LA VIE ADORABLE
LA VIE ADORABLE
By Studio Harcourt - RMN, Public Domain, https://commons.wikimedia.org/w/index.php?curid=76212655
Ever since I first discovered some of Marcel Pagnol's books in the shelves of the local library, I have absolutely adored his work and wanted to know as much about him as possible. I have yet not visited his birthplace or walked in his footsteps in Provence, but I will definitly do that the next time I visit.
Here and now, I just want to share with you a little bit of what I've learned about him, and introduce you to some of his wonderful novels, which have also been adapted for cinema. If you follow the links, you'll be able to enjoy some of the newest adaptions to film, and once you've watched those, I'm quite sure you'll want to see more, especially if you love everything French and Provence in particular.
So let me tell you about ...
Marcel Pagnol (28 February 1895 – 18 April 1974):
He was a French novelist, playwright, and filmmaker. In 1946, he became the first filmmaker elected to the Académie française. Although his work is less fashionable than it once was, Pagnol is still generally regarded as one of France's greatest 20th-century writers and is notable for the fact that he excelled in almost every medium, - memoir, novel, drama and film.
Marcel Pagnol was born on 28 February 1895 in Aubagne, in the Bouches-du-Rhône department, which is situated in the south of France, near Marseille. He was the eldest son of Joseph Pagnol, who was a school teacher, and Augustine Lansot, who was a seamstress. Marcel grew up in Marseille with his younger brothers Paul and René, and his younger sister Germaine.

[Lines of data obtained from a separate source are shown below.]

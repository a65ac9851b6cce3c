//! 编排状态：单次循环的工作内存与可恢复快照
//!
//! AgentState 随一条用户消息构建，循环结束时以「历史增量」形式落库丢弃；
//! 唯一跨请求边界存活的形态是 AWAITING_CONFIRMATION 的 JSON 快照——循环必须
//! 仅凭该快照即可重入，挂起等待不体现为进程内阻塞的协程。

use serde::{Deserialize, Serialize};

use crate::agent::context::EntityRef;
use crate::agent::intent::Classified;
use crate::core::error::AgentError;
use crate::memory::Message;
use crate::plan::{ConfirmationRequest, ExecutionPlan, PlanStep, StepResult};

/// 循环状态机的阶段
#[derive(Debug, Clone, Copy, PartialEq, Eq, Serialize, Deserialize)]
#[serde(rename_all = "snake_case")]
pub enum LoopPhase {
    Routing,
    Planning,
    AwaitingConfirmation,
    Executing,
    Responding,
    Persisting,
    Done,
    /// 不可恢复失败；仍会经过 Responding/Persisting 给出用户可见解释
    Failed,
}

/// 确认作用域：整个计划的费用确认，或单个步骤的风险/缺参确认
#[derive(Debug, Clone, Copy, PartialEq, Eq, Serialize, Deserialize)]
#[serde(rename_all = "snake_case")]
pub enum InteractionScope {
    Plan,
    Step,
}

/// 挂起的人机交互：请求 + 被挂起的步骤 + 重问标记
#[derive(Debug, Clone, Serialize, Deserialize)]
pub struct PendingInteraction {
    pub request: ConfirmationRequest,
    pub step: PlanStep,
    pub scope: InteractionScope,
    /// Select/Input 未匹配时允许重问一次
    #[serde(default)]
    pub reprompted: bool,
}

/// 单次编排循环的可变工作内存
#[derive(Debug, Clone, Serialize, Deserialize)]
pub struct AgentState {
    pub session_id: String,
    pub user_id: String,
    /// 工作历史：加载的持久化历史 + 本轮新增（压缩可能改写它）
    pub messages: Vec<Message>,
    /// 本轮新增、尚未落库的消息；与工作历史分开记账，压缩不影响落库
    #[serde(default)]
    pub turn_log: Vec<Message>,
    pub intent: Option<Classified>,
    pub plan: Option<ExecutionPlan>,
    /// 按完成顺序追加，带 step_id 标记，记录后不再修改
    pub results: Vec<StepResult>,
    /// 不变式：pending 非空时 phase 必为 AwaitingConfirmation，且计划中
    /// 被挂起的步骤不得执行直至其清空
    pub pending: Option<PendingInteraction>,
    /// 已获用户放行的步骤编号（恢复重入时 Evaluator 不再拦截）
    #[serde(default)]
    pub approved_steps: Vec<u32>,
    /// 计划级费用确认已通过
    #[serde(default)]
    pub plan_confirmed: bool,
    /// 计划校验失败已重新规划过一次
    #[serde(default)]
    pub replanned: bool,
    /// 已消耗的规划轮数（探索式追加规划受 max_rounds 约束）
    #[serde(default)]
    pub rounds_used: u32,
    /// 当前计划的结果在 results 中的起始下标；符号引用只解析当前计划的结果，
    /// 避免探索式重规划后步骤编号与旧计划冲突
    #[serde(default)]
    pub plan_results_from: usize,
    /// 会话中出现过的实体（压缩后仍保留，指代消解依赖）
    #[serde(default)]
    pub entities: Vec<EntityRef>,
    pub error: Option<String>,
    pub phase: LoopPhase,
}

impl AgentState {
    /// 以持久化历史为底构建新一轮状态
    pub fn fresh(
        session_id: impl Into<String>,
        user_id: impl Into<String>,
        history: Vec<Message>,
    ) -> Self {
        Self {
            session_id: session_id.into(),
            user_id: user_id.into(),
            messages: history,
            turn_log: Vec::new(),
            intent: None,
            plan: None,
            results: Vec::new(),
            pending: None,
            approved_steps: Vec::new(),
            plan_confirmed: false,
            replanned: false,
            rounds_used: 0,
            plan_results_from: 0,
            entities: Vec::new(),
            error: None,
            phase: LoopPhase::Routing,
        }
    }

    pub fn push_message(&mut self, msg: Message) {
        self.messages.push(msg.clone());
        self.turn_log.push(msg);
    }

    /// 尚未落库的消息增量
    pub fn unsaved_messages(&self) -> &[Message] {
        &self.turn_log
    }

    pub fn mark_persisted(&mut self) {
        self.turn_log.clear();
    }

    pub fn record_result(&mut self, result: StepResult) {
        self.results.push(result);
    }

    pub fn has_result(&self, step_id: u32) -> bool {
        self.results.iter().any(|r| r.step_id == step_id)
    }

    pub fn is_awaiting(&self) -> bool {
        self.pending.is_some()
    }

    /// 挂起等待用户应答；同时维护 phase 不变式
    pub fn suspend(&mut self, pending: PendingInteraction) {
        self.pending = Some(pending);
        self.phase = LoopPhase::AwaitingConfirmation;
    }

    /// 序列化为快照 JSON
    pub fn snapshot(&self) -> Result<String, AgentError> {
        serde_json::to_string(self).map_err(|e| AgentError::Store(e.to_string()))
    }

    /// 从快照 JSON 恢复
    pub fn restore(snapshot: &str) -> Result<Self, AgentError> {
        serde_json::from_str(snapshot).map_err(|e| AgentError::Store(e.to_string()))
    }
}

According to Wikipedia, the family rented a house in the sleepy Provençal village of La Treille in July 1904. The house was called the Bastide Neuve, and was situated in the hilly countryside between Aubagne and Marseille. The family spent many summers there, and it was a very happy time for Marcel.
But about the same time, his mother's health, which had never been robust, began to noticeably decline. Sadly, on 16 June 1910 she died of a chest infection ("mal de poitrine") at the age of only 36. Marcel's father remarried in 1912.
In 1913, at the age of 18, Marcel passed his baccalaureate in philosophy and started studying literature at the University in Aix-en-Provence. When World War I broke out, he was called up into the infantry at Nice, but he was discharged in January 1915 because of his poor constitution ("faiblesse de constitution'').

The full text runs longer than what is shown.